Directions for this task — Only the lines below starting at the one containing "use crate::connection::Connection;" and ending at the one containing "return Duration::ZERO;" belong in the answer, each copied exactly.

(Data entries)
=== Begin Enclosure ===

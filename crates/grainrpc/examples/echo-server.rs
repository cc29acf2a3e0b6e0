//! Minimal echo server: hosts the echo grain on a TCP port and serves one
//! peer at a time.
//!
//! Run with:
//!   cargo run -p grainrpc --example echo-server
//!
//! In another terminal:
//!   cargo run -p grainrpc --features cli -- call tcp://127.0.0.1:7878 --message hello

use std::sync::Arc;
use std::thread;
use std::time::Duration;

use grainrpc::echo::{Echo, EchoServant, DEFAULT_ECHO_GRAIN};
use grainrpc::{Endpoint, EndpointAddr};

fn main() -> Result<(), Box<dyn std::error::Error>> {
    let endpoint = Endpoint::new("echo-server")?;
    endpoint.create_servant::<dyn Echo>(DEFAULT_ECHO_GRAIN, Arc::new(EchoServant::default()))?;

    endpoint.on_connected(|addr, id| eprintln!("Peer connected from {addr} (connection {id})"));
    endpoint.on_disconnected(|addr, id| eprintln!("Peer {addr} left (connection {id})"));
    endpoint.on_failure(|reason, id| eprintln!("Connection {id} failed: {reason:?}"));

    let addr = endpoint.bind(&EndpointAddr::loopback(7878))?;
    eprintln!("Listening on {addr}");

    loop {
        thread::sleep(Duration::from_secs(1));
    }
}
use std::io::ErrorKind;
use std::os::unix::fs::{FileTypeExt, MetadataExt, PermissionsExt};
use std::os::unix::net::{UnixListener, UnixStream};
use std::path::{Path, PathBuf};

use tracing::{debug, info};

use crate::addr::EndpointAddr;
use crate::error::{Result, TransportError};
use crate::stream::Stream;

/// Unix domain socket listener.
///
/// Binds a filesystem-path socket. The socket file is removed on `Drop`,
/// but only if the path still refers to the inode this listener created.
pub struct UnixDomainSocket {
    listener: UnixListener,
    path: PathBuf,
    created_inode: Option<(u64, u64)>,
}

impl UnixDomainSocket {
    /// Default permission mode for created socket paths.
    pub const DEFAULT_SOCKET_MODE: u32 = 0o600;
    /// Maximum socket path length.
    /// Unix `sockaddr_un.sun_path` is typically 108 bytes on Linux, 104 on macOS.
    #[cfg(target_os = "linux")]
    const MAX_PATH_LEN: usize = 108;
    #[cfg(not(target_os = "linux"))]
    const MAX_PATH_LEN: usize = 104;

    /// Bind and listen on a filesystem-path Unix domain socket.
    ///
    /// If the file already exists and is a socket, it is removed first
    /// (stale socket cleanup). Any other kind of file is left alone.
    pub fn bind(path: impl AsRef<Path>) -> Result<Self> {
        Self::bind_with_mode(path, Self::DEFAULT_SOCKET_MODE)
    }

    /// Bind with an explicit permission mode.
    pub fn bind_with_mode(path: impl AsRef<Path>, mode: u32) -> Result<Self> {
        let path = path.as_ref().to_path_buf();
        let bind_err = |source: std::io::Error| TransportError::Bind {
            addr: EndpointAddr::Unix(path.clone()),
            source,
        };

        let path_bytes = path.as_os_str().len();
        if path_bytes >= Self::MAX_PATH_LEN {
            return Err(TransportError::PathTooLong {
                path,
                len: path_bytes,
                max: Self::MAX_PATH_LEN,
            });
        }

        if path.exists() {
            let metadata = std::fs::symlink_metadata(&path).map_err(bind_err)?;
            if !metadata.file_type().is_socket() {
                return Err(bind_err(std::io::Error::new(
                    ErrorKind::AlreadyExists,
                    "existing path is not a unix socket",
                )));
            }
            debug!(?path, "removing stale socket");
            std::fs::remove_file(&path).map_err(bind_err)?;
        }

        let listener = UnixListener::bind(&path).map_err(bind_err)?;
        std::fs::set_permissions(&path, std::fs::Permissions::from_mode(mode))
            .map_err(bind_err)?;
        let created = std::fs::symlink_metadata(&path).map_err(bind_err)?;

        info!(?path, "listening on unix domain socket");

        Ok(Self {
            listener,
            created_inode: Some((created.dev(), created.ino())),
            path,
        })
    }

    /// Accept an incoming connection (blocking unless non-blocking mode is set).
    pub fn accept(&self) -> Result<Stream> {
        let (stream, _addr) = self.listener.accept().map_err(TransportError::Accept)?;
        debug!(path = ?self.path, "accepted connection");
        accepted(stream)
    }

    /// Accept a pending connection without blocking.
    ///
    /// Requires [`set_nonblocking(true)`](Self::set_nonblocking).
    pub fn poll_accept(&self) -> Result<Option<Stream>> {
        match self.listener.accept() {
            Ok((stream, _addr)) => {
                debug!(path = ?self.path, "accepted connection");
                accepted(stream).map(Some)
            }
            Err(err) if err.kind() == ErrorKind::WouldBlock => Ok(None),
            Err(err) if err.kind() == ErrorKind::Interrupted => Ok(None),
            Err(err) => Err(TransportError::Accept(err)),
        }
    }

    /// Toggle non-blocking accept.
    pub fn set_nonblocking(&self, nonblocking: bool) -> Result<()> {
        self.listener.set_nonblocking(nonblocking)?;
        Ok(())
    }

    /// Connect to a listening Unix domain socket.
    pub fn connect(path: impl AsRef<Path>) -> Result<Stream> {
        let path = path.as_ref();
        let stream = UnixStream::connect(path).map_err(|e| TransportError::Connect {
            addr: EndpointAddr::Unix(path.to_path_buf()),
            source: e,
        })?;
        debug!(?path, "connected to unix domain socket");
        Ok(Stream::from_unix(stream))
    }

    /// The path this socket is bound to.
    pub fn path(&self) -> &Path {
        &self.path
    }
}

// Accepted sockets inherit O_NONBLOCK from the listener on some platforms.
fn accepted(stream: UnixStream) -> Result<Stream> {
    stream.set_nonblocking(false)?;
    Ok(Stream::from_unix(stream))
}

impl Drop for UnixDomainSocket {
    fn drop(&mut self) {
        let Some((expected_dev, expected_ino)) = self.created_inode else {
            return;
        };
        if let Ok(metadata) = std::fs::symlink_metadata(&self.path) {
            if metadata.file_type().is_socket()
                && metadata.dev() == expected_dev
                && metadata.ino() == expected_ino
            {
                debug!(path = ?self.path, "cleaning up socket file");
                let _ = std::fs::remove_file(&self.path);
            } else {
                debug!(
                    path = ?self.path,
                    "socket path identity changed; skipping cleanup"
                );
            }
        }
    }
}
//! Roundtrip time measurement over the reserved latency grain.

use std::collections::VecDeque;
use std::io;
use std::sync::{Arc, Mutex, MutexGuard};
use std::thread;
use std::time::{Duration, Instant};

use tracing::debug;

use crate::connection::Connection;
use crate::error::CallResult;
use crate::remote_interface;
use crate::settings::LatencySettings;
use crate::signal::StopSignal;

remote_interface! {
    pub(crate) trait Latency as "grainrpc.Latency" {
        fn roundtrip(&self) -> CallResult<()>;
    }
}

pub(crate) struct LatencyServant;

impl Latency for LatencyServant {
    fn roundtrip(&self) -> CallResult<()> {
        Ok(())
    }
}

/// The most recent roundtrip samples.
#[derive(Debug)]
pub(crate) struct RoundtripSamples {
    samples: Mutex<VecDeque<Duration>>,
    capacity: usize,
}

impl RoundtripSamples {
    pub(crate) fn new(capacity: usize) -> Self {
        let capacity = capacity.max(1);
        Self {
            samples: Mutex::new(VecDeque::with_capacity(capacity)),
            capacity,
        }
    }

    fn samples(&self) -> MutexGuard<'_, VecDeque<Duration>> {
        self.samples.lock().unwrap_or_else(|poisoned| poisoned.into_inner())
    }

    pub(crate) fn record(&self, sample: Duration) {
        let mut samples = self.samples();
        if samples.len() == self.capacity {
            samples.pop_front();
        }
        samples.push_back(sample);
    }

    /// Mean of the window, zero before the first sample.
    pub(crate) fn mean(&self) -> Duration {
        let samples = self.samples();
        if samples.is_empty() {
            return Duration::ZERO;
        }
        let total: Duration = samples.iter().sum();
        total / samples.len() as u32
    }

    pub(crate) fn clear(&self) {
        self.samples().clear();
    }
}

pub(crate) fn start_monitor(
    endpoint: &str,
    connection: Arc<Connection>,
    peer: Arc<dyn Latency>,
    settings: LatencySettings,
    samples: Arc<RoundtripSamples>,
) -> io::Result<Arc<StopSignal>> {
    let stop = Arc::new(StopSignal::new());
    let signal = Arc::clone(&stop);
    thread::Builder::new()
        .name(format!("{endpoint}-latency"))
        .spawn(move || {
            while !signal.wait(settings.interval()) {
                let started = Instant::now();
                match peer.roundtrip() {
                    Ok(()) => samples.record(started.elapsed()),
                    Err(err) if err.is_connection_error() => break,
                    Err(err) => {
                        debug!(connection_id = %connection.id(), error = %err, "latency probe failed");
                    }
                }
            }
        })?;
    Ok(stop)
}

=== End Enclosure ===

Output for this task —
use crate::connection::Connection;
use crate::error::CallResult;
use crate::remote_interface;
use crate::settings::LatencySettings;
use crate::signal::StopSignal;

remote_interface! {
    pub(crate) trait Latency as "grainrpc.Latency" {
        fn roundtrip(&self) -> CallResult<()>;
    }
}

pub(crate) struct LatencyServant;

impl Latency for LatencyServant {
    fn roundtrip(&self) -> CallResult<()> {
        Ok(())
    }
}

/// The most recent roundtrip samples.
#[derive(Debug)]
pub(crate) struct RoundtripSamples {
    samples: Mutex<VecDeque<Duration>>,
    capacity: usize,
}

impl RoundtripSamples {
    pub(crate) fn new(capacity: usize) -> Self {
        let capacity = capacity.max(1);
        Self {
            samples: Mutex::new(VecDeque::with_capacity(capacity)),
            capacity,
        }
    }

    fn samples(&self) -> MutexGuard<'_, VecDeque<Duration>> {
        self.samples.lock().unwrap_or_else(|poisoned| poisoned.into_inner())
    }

    pub(crate) fn record(&self, sample: Duration) {
        let mut samples = self.samples();
        if samples.len() == self.capacity {
            samples.pop_front();
        }
        samples.push_back(sample);
    }

    /// Mean of the window, zero before the first sample.
    pub(crate) fn mean(&self) -> Duration {
        let samples = self.samples();
        if samples.is_empty() {
            return Duration::ZERO;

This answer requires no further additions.